# managing memory in freebsd - inactive memory



## chrcol (Mar 7, 2010)

Hi

Ok if I understand correctly, the inactive memory reported in 'top' is memory that was used by previously loaded applications and is effectively cache sort of like prefetch in windows where it keeps their data cached incase they are used again.

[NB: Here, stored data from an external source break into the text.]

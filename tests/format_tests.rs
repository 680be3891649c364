//! Тесты формата на собранных вручную байтах
//!
//! Каждый тест собирает поток побайтно и проверяет поведение декодера в
//! строгом и мягком режимах.

use std::io::{self, Cursor, Read, Seek, SeekFrom};

use fbxbin::{
    engine::fbx::{compress_payload, read_document, read_node, FBX_MAGIC},
    document_to_bytes, document_to_text, from_bytes, to_bytes, DecodeOptions, EncodeOptions,
    FbxError, Mode, Node, Property,
};

const HEADER_LEN: u64 = 27;

fn header(version: u32) -> Vec<u8> {
    let mut buf = FBX_MAGIC.to_vec();
    buf.extend_from_slice(&0x001Au16.to_le_bytes());
    buf.extend_from_slice(&version.to_le_bytes());
    buf
}

/// Запись узла по абсолютному смещению `base` с корректными длинами.
fn record(
    base: u64,
    name: &str,
    num_props: u32,
    props: &[u8],
    children: &[u8],
) -> Vec<u8> {
    let end = base + (13 + name.len() + props.len() + children.len()) as u64;
    let mut buf = Vec::new();
    buf.extend_from_slice(&(end as u32).to_le_bytes());
    buf.extend_from_slice(&num_props.to_le_bytes());
    buf.extend_from_slice(&(props.len() as u32).to_le_bytes());
    buf.push(name.len() as u8);
    buf.extend_from_slice(name.as_bytes());
    buf.extend_from_slice(props);
    buf.extend_from_slice(children);
    buf
}

fn sentinel() -> Vec<u8> {
    vec![0u8; 13]
}

fn bool_prop(v: u8) -> Vec<u8> {
    vec![b'C', v]
}

fn assert_format_error(err: FbxError) {
    assert!(err.is_format(), "expected format error, got {err:?}");
}

////////////////////////////////////////////////////////////////////////////////
// Sentinel
////////////////////////////////////////////////////////////////////////////////

/// Тест проверяет, что sentinel с ненулевым именем и свойствами принимается
/// в мягком режиме и отвергается в строгом.
#[test]
fn test_sentinel_discipline() {
    let mut dirty = Vec::new();
    dirty.extend_from_slice(&0u32.to_le_bytes());
    dirty.extend_from_slice(&2u32.to_le_bytes());
    dirty.extend_from_slice(&9u32.to_le_bytes());
    dirty.push(3);
    dirty.extend_from_slice(b"Bad");

    let err = read_node(&mut Cursor::new(dirty.clone()), Mode::Strict).unwrap_err();
    assert_format_error(err);
    assert!(read_node(&mut Cursor::new(dirty), Mode::Lenient)
        .unwrap()
        .is_none());
}

/// Тест проверяет грязный sentinel на уровне документа.
#[test]
fn test_dirty_top_level_sentinel() {
    let mut bytes = header(7400);
    bytes.extend(record(HEADER_LEN, "A", 1, &bool_prop(1), &[]));
    let mut tail = sentinel();
    tail[5] = 1; // num_properties
    bytes.extend(tail);

    assert_format_error(from_bytes(&bytes, Mode::Strict).unwrap_err());
    let doc = from_bytes(&bytes, Mode::Lenient).unwrap();
    assert_eq!(doc.root.name(), "A");
}

////////////////////////////////////////////////////////////////////////////////
// Отрицательный остаток
////////////////////////////////////////////////////////////////////////////////

/// Тест проверяет, что `end_offset` раньше конца свойств фатален в обоих
/// режимах.
#[test]
fn test_negative_remainder_is_always_fatal() {
    let mut bytes = header(7400);
    let mut node = record(HEADER_LEN, "Node", 1, &bool_prop(1), &[]);
    let short_end = (HEADER_LEN + 10) as u32;
    node[0..4].copy_from_slice(&short_end.to_le_bytes());
    bytes.extend(node);
    bytes.extend(sentinel());

    for mode in [Mode::Strict, Mode::Lenient] {
        let err = from_bytes(&bytes, mode).unwrap_err();
        assert_format_error(err.clone());
        // свойства кончаются на 27 + 17 + 2
        assert_eq!(err.offset(), Some(HEADER_LEN + 19));
    }
}

////////////////////////////////////////////////////////////////////////////////
// Контрольная сумма
////////////////////////////////////////////////////////////////////////////////

/// Документ с одним узлом "Mesh" и сжатым массивом f64.
fn compressed_document(values: &[f64]) -> (Vec<u8>, u64) {
    let raw: Vec<u8> = values.iter().flat_map(|v| v.to_le_bytes()).collect();
    let zlib = compress_payload(&raw, 6).unwrap();

    let mut props = vec![b'd'];
    props.extend_from_slice(&(values.len() as u32).to_le_bytes());
    props.extend_from_slice(&1u32.to_le_bytes());
    props.extend_from_slice(&(zlib.len() as u32).to_le_bytes());
    props.extend_from_slice(&zlib);

    let mut bytes = header(7400);
    bytes.extend(record(HEADER_LEN, "Mesh", 1, &props, &[]));
    bytes.extend(sentinel());

    // 27 + 17 (заголовок записи) + 13 (тег и заголовок массива) + zlib - 4
    let trailer = HEADER_LEN + 17 + 13 + zlib.len() as u64 - 4;
    (bytes, trailer)
}

#[test]
fn test_checksum_enforcement() {
    let values: Vec<f64> = (0..100).map(|i| f64::from(i) * 0.5).collect();
    let (mut bytes, trailer) = compressed_document(&values);

    assert_eq!(
        from_bytes(&bytes, Mode::Strict).unwrap().root.properties()[0],
        Property::F64Array(values.clone())
    );

    bytes[trailer as usize] ^= 0x5A;
    let err = from_bytes(&bytes, Mode::Strict).unwrap_err();
    assert_format_error(err.clone());
    assert_eq!(err.offset(), Some(trailer));

    let doc = from_bytes(&bytes, Mode::Lenient).unwrap();
    assert_eq!(doc.root.properties(), &[Property::F64Array(values)]);
}

/// Тест проверяет, что повреждённый deflate-поток фатален в обоих режимах.
#[test]
fn test_malformed_deflate_stream() {
    let values: Vec<f64> = (0..100).map(f64::from).collect();
    let (mut bytes, _) = compressed_document(&values);
    // первый байт deflate сразу за 2 байтами заголовка zlib: BTYPE = 11
    let deflate_start = (HEADER_LEN + 17 + 13 + 2) as usize;
    bytes[deflate_start] = 0xFF;

    for mode in [Mode::Strict, Mode::Lenient] {
        assert_format_error(from_bytes(&bytes, mode).unwrap_err());
    }
}

#[test]
fn test_bad_zlib_header_strict_only() {
    let values: Vec<f64> = (0..100).map(f64::from).collect();
    let (mut bytes, _) = compressed_document(&values);
    let cmf = (HEADER_LEN + 17 + 13) as usize;
    bytes[cmf] = 0x79; // CM = 9

    assert_format_error(from_bytes(&bytes, Mode::Strict).unwrap_err());
    assert_eq!(
        from_bytes(&bytes, Mode::Lenient).unwrap().root.properties(),
        &[Property::F64Array(values)]
    );
}

////////////////////////////////////////////////////////////////////////////////
// Заголовок
////////////////////////////////////////////////////////////////////////////////

#[test]
fn test_header_tolerance() {
    let mut bytes = header(7300);
    bytes[..8].copy_from_slice(b"NotKayda");
    bytes.extend(record(HEADER_LEN, "A", 1, &bool_prop(0), &[]));
    bytes.extend(sentinel());

    let err = from_bytes(&bytes, Mode::Strict).unwrap_err();
    assert_eq!(err.offset(), Some(0));

    let doc = from_bytes(&bytes, Mode::Lenient).unwrap();
    assert_eq!(doc.version, 7300);
    assert_eq!(doc.root.name(), "A");
}

#[test]
fn test_truncated_header() {
    for mode in [Mode::Strict, Mode::Lenient] {
        assert_format_error(from_bytes(&header(7400)[..20], mode).unwrap_err());
    }
}

////////////////////////////////////////////////////////////////////////////////
// Корень
////////////////////////////////////////////////////////////////////////////////

#[test]
fn test_root_collapse() {
    let mut single = header(7400);
    single.extend(record(HEADER_LEN, "Only", 1, &bool_prop(1), &[]));
    single.extend(sentinel());
    let doc = from_bytes(&single, Mode::Strict).unwrap();
    assert_eq!(doc.root.name(), "Only");
    assert_eq!(doc.root.properties(), &[Property::Bool(true)]);

    let mut double = header(7400);
    let first = record(HEADER_LEN, "A", 1, &bool_prop(1), &[]);
    let second = record(HEADER_LEN + first.len() as u64, "B", 1, &bool_prop(0), &[]);
    double.extend(first);
    double.extend(second);
    double.extend(sentinel());
    let doc = from_bytes(&double, Mode::Strict).unwrap();
    assert!(doc.root.is_implicit_root());
    assert_eq!(doc.root.children().len(), 2);
}

/// Тест проверяет, что неявный корень с одним безымянным потомком не
/// переживает roundtrip: декодер схлопывает лишний уровень.
#[test]
fn test_single_child_implicit_root_collapses_after_roundtrip() {
    let child = Node::builder("Only").property(1i32).build();
    let root = Node::root(vec![child.clone()]);
    let bytes = to_bytes(&root, &EncodeOptions::default()).unwrap();
    assert_eq!(from_bytes(&bytes, Mode::Strict).unwrap().root, child);
}

////////////////////////////////////////////////////////////////////////////////
// Пустые контейнеры
////////////////////////////////////////////////////////////////////////////////

#[test]
fn test_empty_string_property() {
    let mut props = vec![b'S'];
    props.extend_from_slice(&0u32.to_le_bytes());
    props.extend(bool_prop(1));

    let mut bytes = header(7400);
    bytes.extend(record(HEADER_LEN, "N", 2, &props, &[]));
    bytes.extend(sentinel());

    let doc = from_bytes(&bytes, Mode::Strict).unwrap();
    assert_eq!(
        doc.root.properties(),
        &[Property::String(String::new()), Property::Bool(true)]
    );
}

/// Тест проверяет узел без свойств и потомков, за которым сразу идёт
/// sentinel его пустого списка.
#[test]
fn test_empty_node_followed_by_its_sentinel() {
    let mut bytes = header(7400);
    bytes.extend(record(HEADER_LEN, "Empty", 0, &[], &sentinel()));
    bytes.extend(sentinel());

    let doc = from_bytes(&bytes, Mode::Strict).unwrap();
    assert_eq!(doc.root, Node::builder("Empty").build());

    let encoded = to_bytes(
        &doc.root,
        &EncodeOptions {
            write_footer: false,
            ..EncodeOptions::default()
        },
    )
    .unwrap();
    assert_eq!(encoded, bytes);
}

/// Тест проверяет, что безымянная запись без свойств (13 байт заголовка и
/// собственный sentinel) читается как узел, а не как конец списка.
#[test]
fn test_unnamed_empty_node_is_not_a_sentinel() {
    let mut bytes = header(7400);
    bytes.extend(record(HEADER_LEN, "", 0, &[], &sentinel()));
    bytes.extend(sentinel());
    assert_eq!(u32::from_le_bytes(bytes[27..31].try_into().unwrap()), 53);

    for mode in [Mode::Strict, Mode::Lenient] {
        let doc = from_bytes(&bytes, mode).unwrap();
        assert_eq!(doc.root, Node::builder("").build());
        assert!(!doc.implicit_root, "{mode:?}");
        assert_eq!(doc.top_level().len(), 1);
        assert_eq!(document_to_text(&doc), ":\n");

        let no_footer = EncodeOptions {
            write_footer: false,
            ..EncodeOptions::default()
        };
        assert_eq!(document_to_bytes(&doc, &no_footer).unwrap(), bytes);
    }
}

/// Тест проверяет две безымянные записи подряд на верхнем уровне.
#[test]
fn test_two_unnamed_top_level_nodes() {
    let mut bytes = header(7400);
    bytes.extend(record(HEADER_LEN, "", 0, &[], &sentinel()));
    bytes.extend(record(HEADER_LEN + 26, "", 0, &[], &sentinel()));
    bytes.extend(sentinel());

    for mode in [Mode::Strict, Mode::Lenient] {
        let doc = from_bytes(&bytes, mode).unwrap();
        assert!(doc.implicit_root, "{mode:?}");
        assert_eq!(doc.top_level(), &[Node::builder("").build(), Node::builder("").build()]);
        assert_eq!(document_to_text(&doc), ":\n:\n");
    }
}

////////////////////////////////////////////////////////////////////////////////
// Прочее
////////////////////////////////////////////////////////////////////////////////

#[test]
fn test_unknown_tag_in_document() {
    let mut bytes = header(7400);
    bytes.extend(record(HEADER_LEN, "N", 1, &[b'Z', 0], &[]));
    bytes.extend(sentinel());

    for mode in [Mode::Strict, Mode::Lenient] {
        let err = from_bytes(&bytes, mode).unwrap_err();
        assert_eq!(err.offset(), Some(HEADER_LEN + 14));
    }
}

/// Поток, не умеющий сообщать позицию. Считает прочитанные байты.
struct Unseekable {
    inner: Cursor<Vec<u8>>,
    bytes_read: usize,
}

impl Read for Unseekable {
    fn read(
        &mut self,
        buf: &mut [u8],
    ) -> io::Result<usize> {
        let n = self.inner.read(buf)?;
        self.bytes_read += n;
        Ok(n)
    }
}

impl Seek for Unseekable {
    fn seek(
        &mut self,
        _pos: SeekFrom,
    ) -> io::Result<u64> {
        Err(io::Error::new(io::ErrorKind::Unsupported, "pipe"))
    }
}

/// Тест проверяет, что поток без seek отвергается до чтения первого байта.
#[test]
fn test_non_seekable_stream_precondition() {
    let mut bytes = header(7400);
    bytes.extend(sentinel());
    let mut src = Unseekable {
        inner: Cursor::new(bytes),
        bytes_read: 0,
    };

    let err = read_document(&mut src, &DecodeOptions::default()).unwrap_err();
    assert!(matches!(err, FbxError::Precondition { .. }));
    assert_eq!(src.bytes_read, 0);
}

#[test]
fn test_trailing_footer_is_ignored() {
    let root = Node::builder("Scene").property("x").build();
    let mut bytes = to_bytes(&root, &EncodeOptions::default()).unwrap();
    bytes.extend_from_slice(b"garbage after footer");
    assert_eq!(from_bytes(&bytes, Mode::Strict).unwrap().root, root);
}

Here is my top at the moment on this server.


```
last pid: 19377;  load averages:  0.29,  0.27,  0.27   up 155+07:21:18 17:15:26
144 processes: 1 running, 142 sleeping, 1 zombie
CPU: 17.7% user,  0.0% nice,  3.8% system,  0.0% interrupt, 78.6% idle
Mem: 291M Active, 387M Inact, 185M Wired, 25M Cache, 105M Buf, 44M Free
Swap: 2048M Total, 253M Used, 1795M Free, 12% Inuse
```

load average is ok, system responsiveness is ok as well.  However it seems to be favouring swapping data so it can preserve this cache, if I am misunderstanding this and inactive memory is actually used memory then ok.  This machine cannot get a ram upgrade at the moment due to financial constraints.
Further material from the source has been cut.